Most of this entry will make sense to those of us following Papa’s diary: “the camp” refers to “The Maccabean” chapter of B’nai Zion (a.k.a. Order Sons of Zion) the fraternal order to which Papa belonged; “ex. meeting” must be a meeting of the The Maccabean’s executive committee, which Papa was part of in his capacity as Master of Ceremonies; “Jack” is none other than the storied personage Jack Zichlinsky, who lived on Hart Street in Brooklyn (and, as I scarcely need to add, would later move to Sheepshead Bay).

Ms. Scheiderman, the woman Papa brought to the meeting, is a bit more mysterious, not only because we haven’t met her before but because I can’t read her first name. Papa’s handwriting is normally exceptional, but it looks like he wrote this entry quickly and I don’t think the pencil he’d been using lately was at its sharpest. (I like to think that his meeting went late but, intrigued by his encounter with Ms. Schneiderman, he felt like he had to jot something down before turning in, dull pencil be damned.)

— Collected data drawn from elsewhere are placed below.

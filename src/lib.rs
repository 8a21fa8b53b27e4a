//! # groebner-min: Boolean function minimization with Gröbner bases
//!
//! **`groebner-min`** derives a compact formula for a Boolean function given as a truth table.
//! The function's ON-set is described by an ideal of Boolean polynomials; its reduced Gröbner
//! basis, split into irreducible factors, is read back as an OR of ANDs of XOR-literals.
//! Factors of degree two or more are themselves synthesized recursively when that pays off.
//!
//! ## Pipeline
//!
//! 1. **Input**: a PLA truth table or a bit-CSV directory ([`pla`]).
//! 2. **Synthesis**: recursive branch-and-bound over two oracles ([`synth`], [`oracle`]):
//!    - the ideal oracle covers the target points with cubes ([`cover`]) and computes a
//!      Gröbner basis ([`groebner`]) over [`anf`] polynomials,
//!    - the factor oracle splits basis elements into irreducible factors ([`factor`]).
//! 3. **Rewriting**: double negations, single-child connectives and nested connectives of the
//!    same kind are removed ([`formula`]).
//! 4. **Redundancy elimination**: each AND/OR keeps a light subset of its children found by
//!    weighted set cover over the whole domain ([`reduce`], [`setcover`]).
//! 5. **Export**: the formula is rendered as code and re-evaluated against the table ([`export`]).
//!
//! [`pipeline::run`] ties these together.
//!
//! ## Basic Usage
//!
//! ```rust
//! use groebner_min::pipeline::{run, Options};
//! use groebner_min::pla::TruthTable;
//! use groebner_min::stats::RunStatistics;
//!
//! // f = x0 & (x1 | x2)
//! let table = TruthTable::from_fn(3, |p| p.get(0) && (p.get(1) || p.get(2))).unwrap();
//! let mut stats = RunStatistics::default();
//! let outcome = run(&table, &Options::default(), &mut stats).unwrap();
//! for &(point, value) in table.records() {
//!     assert_eq!(outcome.formula.evaluate(point), value);
//! }
//! println!("formula = {}", outcome.code);
//! ```
//!
//! Redundancy elimination and the self-check evaluate all `2^n` points, so the crate targets
//! functions of at most a few tens of variables.

pub mod anf;
pub mod bitset;
pub mod cover;
pub mod dot;
pub mod error;
pub mod export;
pub mod factor;
pub mod formula;
pub mod groebner;
pub mod oracle;
pub mod pipeline;
pub mod pla;
pub mod reduce;
pub mod setcover;
pub mod stats;
pub mod synth;
pub mod types;
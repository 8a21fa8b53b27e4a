//! Type-safe wrappers for variables and domain points.
//!
//! Variables are abstract handles into the ordered variable list of a truth
//! table. Domain points are bit-packed assignments to such a list.

use std::fmt;

use crate::error::Error;

/// Maximum number of variables a [`Point`] can hold.
pub const MAX_VARS: usize = 64;

/// A variable handle (0-indexed).
///
/// The index is the position of the variable in the input bit-vector, so a
/// variable renders as `x[i]` in exported code.
#[derive(Debug, Copy, Clone, Eq, PartialEq, Ord, PartialOrd, Hash)]
pub struct Var(u32);

impl Var {
    /// Creates a new variable with the given index.
    ///
    /// # Panics
    ///
    /// Panics if `index >= 64`.
    pub fn new(index: u32) -> Self {
        assert!((index as usize) < MAX_VARS, "Variable index must be < {}", MAX_VARS);
        Var(index)
    }

    /// Returns the raw variable index.
    pub fn index(self) -> usize {
        self.0 as usize
    }

    /// Returns the single-bit mask of this variable.
    pub fn mask(self) -> u64 {
        1u64 << self.0
    }
}

impl fmt::Display for Var {
    fn fmt(&self, f: &mut fmt::Formatter<'_>) -> fmt::Result {
        write!(f, "x{}", self.0)
    }
}

impl From<Var> for u32 {
    fn from(var: Var) -> Self {
        var.0
    }
}

/// Returns the handles `x0 .. x{n-1}`.
pub fn vars(n: usize) -> Result<Vec<Var>, Error> {
    if n > MAX_VARS {
        return Err(Error::TooManyVariables { n });
    }
    Ok((0..n as u32).map(Var::new).collect())
}

/// One full assignment of `len` Boolean variables.
///
/// Bit `i` of `bits` is the value of the `i`-th variable of the list the point
/// is defined over. For the global domain that is variable `x{i}`; inside a
/// recursive sub-problem it is the `i`-th variable of the sub-problem.
#[derive(Debug, Copy, Clone, Eq, PartialEq, Ord, PartialOrd, Hash)]
pub struct Point {
    bits: u64,
    len: u32,
}

impl Point {
    /// Creates a point from packed bits. Bits above `len` are cleared.
    pub fn new(bits: u64, len: usize) -> Self {
        assert!(len <= MAX_VARS, "Point length must be <= {}", MAX_VARS);
        let mask = if len == MAX_VARS { u64::MAX } else { (1u64 << len) - 1 };
        Point {
            bits: bits & mask,
            len: len as u32,
        }
    }

    /// Creates a point from a slice of bits, `bits[i]` being variable `i`.
    pub fn from_bools(bits: &[bool]) -> Self {
        let packed = bits.iter().enumerate().fold(0u64, |acc, (i, &b)| acc | ((b as u64) << i));
        Point::new(packed, bits.len())
    }

    pub fn bits(self) -> u64 {
        self.bits
    }

    pub fn len(self) -> usize {
        self.len as usize
    }

    pub fn is_empty(self) -> bool {
        self.len == 0
    }

    /// Value of the `i`-th variable.
    pub fn get(self, i: usize) -> bool {
        (self.bits >> i) & 1 == 1
    }

    /// Iterates over all `2^len` points of the given length, in index order.
    pub fn all(len: usize) -> impl Iterator<Item = Point> {
        assert!(len < MAX_VARS, "Cannot enumerate a 2^{} domain", len);
        (0..1u64 << len).map(move |bits| Point::new(bits, len))
    }
}

impl fmt::Display for Point {
    fn fmt(&self, f: &mut fmt::Formatter<'_>) -> fmt::Result {
        for i in 0..self.len() {
            write!(f, "{}", self.get(i) as u8)?;
        }
        Ok(())
    }
}

/// A set of domain points, kept in insertion order without duplicates.
pub type DomainSubset = Vec<Point>;
//! Factorization of multilinear polynomials over GF(2).
//!
//! Every polynomial in algebraic normal form has degree at most one in each
//! variable, so its irreducible factors have pairwise disjoint variable sets.
//! Two variables `x`, `y` belong to the same irreducible factor iff
//!
//! ```text
//! f * d²f/dxdy != df/dx * df/dy
//! ```
//!
//! where the products are taken in the ordinary polynomial ring (squares do
//! not collapse). Once the variables are grouped, the factor over a group `A`
//! is `f` with every other variable fixed to a point `p` where `f(p) = 1`:
//! the remaining factors all evaluate to one there.

use std::collections::BTreeSet;

use log::debug;

use crate::anf::{Monomial, Polynomial};
use crate::error::Error;
use crate::types::Var;

/// An irreducible factor together with its total degree.
#[derive(Debug, Clone, Eq, PartialEq)]
pub struct Factor {
    pub poly: Polynomial,
    pub degree: u32,
}

impl Factor {
    pub fn new(poly: Polynomial) -> Self {
        let degree = poly.degree();
        Factor { poly, degree }
    }
}

/// Splits `f` into its irreducible factors, ordered by their lowest variable.
///
/// The constant `1` has no factors. Factoring `0` is an error.
pub fn factor(f: &Polynomial) -> Result<Vec<Factor>, Error> {
    if f.is_zero() {
        return Err(Error::Oracle("factorization of 0 is not defined".to_string()));
    }
    if f.degree() == 0 {
        return Ok(Vec::new());
    }

    let vars = f.variables();
    let mut groups: Vec<(Var, u64)> = Vec::new();
    for &v in vars.iter() {
        match groups.iter_mut().find(|(rep, _)| same_factor(f, *rep, v)) {
            Some((_, mask)) => *mask |= v.mask(),
            None => groups.push((v, v.mask())),
        }
    }

    let point = satisfying_point(f);
    let support = f.support();
    let factors: Vec<Factor> = groups
        .iter()
        .map(|&(_, mask)| Factor::new(f.substitute(support & !mask, point)))
        .collect();
    debug!("factor({}) = [{}]", f, factors.iter().map(|g| format!("({})", g.poly)).collect::<Vec<_>>().join(", "));
    Ok(factors)
}

/// Whether `x` and `y` occur in the same irreducible factor of `f`.
fn same_factor(f: &Polynomial, x: Var, y: Var) -> bool {
    let fx = derivative(f, x);
    let fy = derivative(f, y);
    let fxy = derivative(&fx, y);
    exact_product(f, &fxy) != exact_product(&fx, &fy)
}

/// Partial derivative of a multilinear polynomial.
fn derivative(f: &Polynomial, var: Var) -> Polynomial {
    let x = Monomial::var(var);
    Polynomial::from_monomials(f.monomials().filter(|m| x.divides(*m)).map(|m| m.div(x)))
}

/// Product of two multilinear polynomials in the ordinary polynomial ring.
///
/// Exponents are at most two, so a monomial is encoded as the pair of masks
/// `(exponent >= 1, exponent == 2)`.
fn exact_product(a: &Polynomial, b: &Polynomial) -> BTreeSet<(u64, u64)> {
    let mut result = BTreeSet::new();
    for l in a.monomials() {
        for r in b.monomials() {
            let key = (l.mask() | r.mask(), l.mask() & r.mask());
            if !result.remove(&key) {
                result.insert(key);
            }
        }
    }
    result
}

/// A point where `f` is one: the variables of a minimal-degree monomial set
/// to one, all others zero. No other monomial divides it.
fn satisfying_point(f: &Polynomial) -> u64 {
    f.monomials().min_by_key(|m| m.degree()).map(|m| m.mask()).unwrap_or(0)
}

In any event, here’s a closer look at how he wrote Ms. Scheiderman’s name. It looks a little like “Arin,” but while that seems like the first name of a modern person with hippie parents, it doesn’t seem like an old-fashioned first name. It also looks a little like “Unis,” which could be a misspelling of “Eunice,” though that’s a stretch. Take a look at see what you think:

Saturday Nov 22


awful slushy day today
Went to opera
(Madame Butterfly)
and then to district.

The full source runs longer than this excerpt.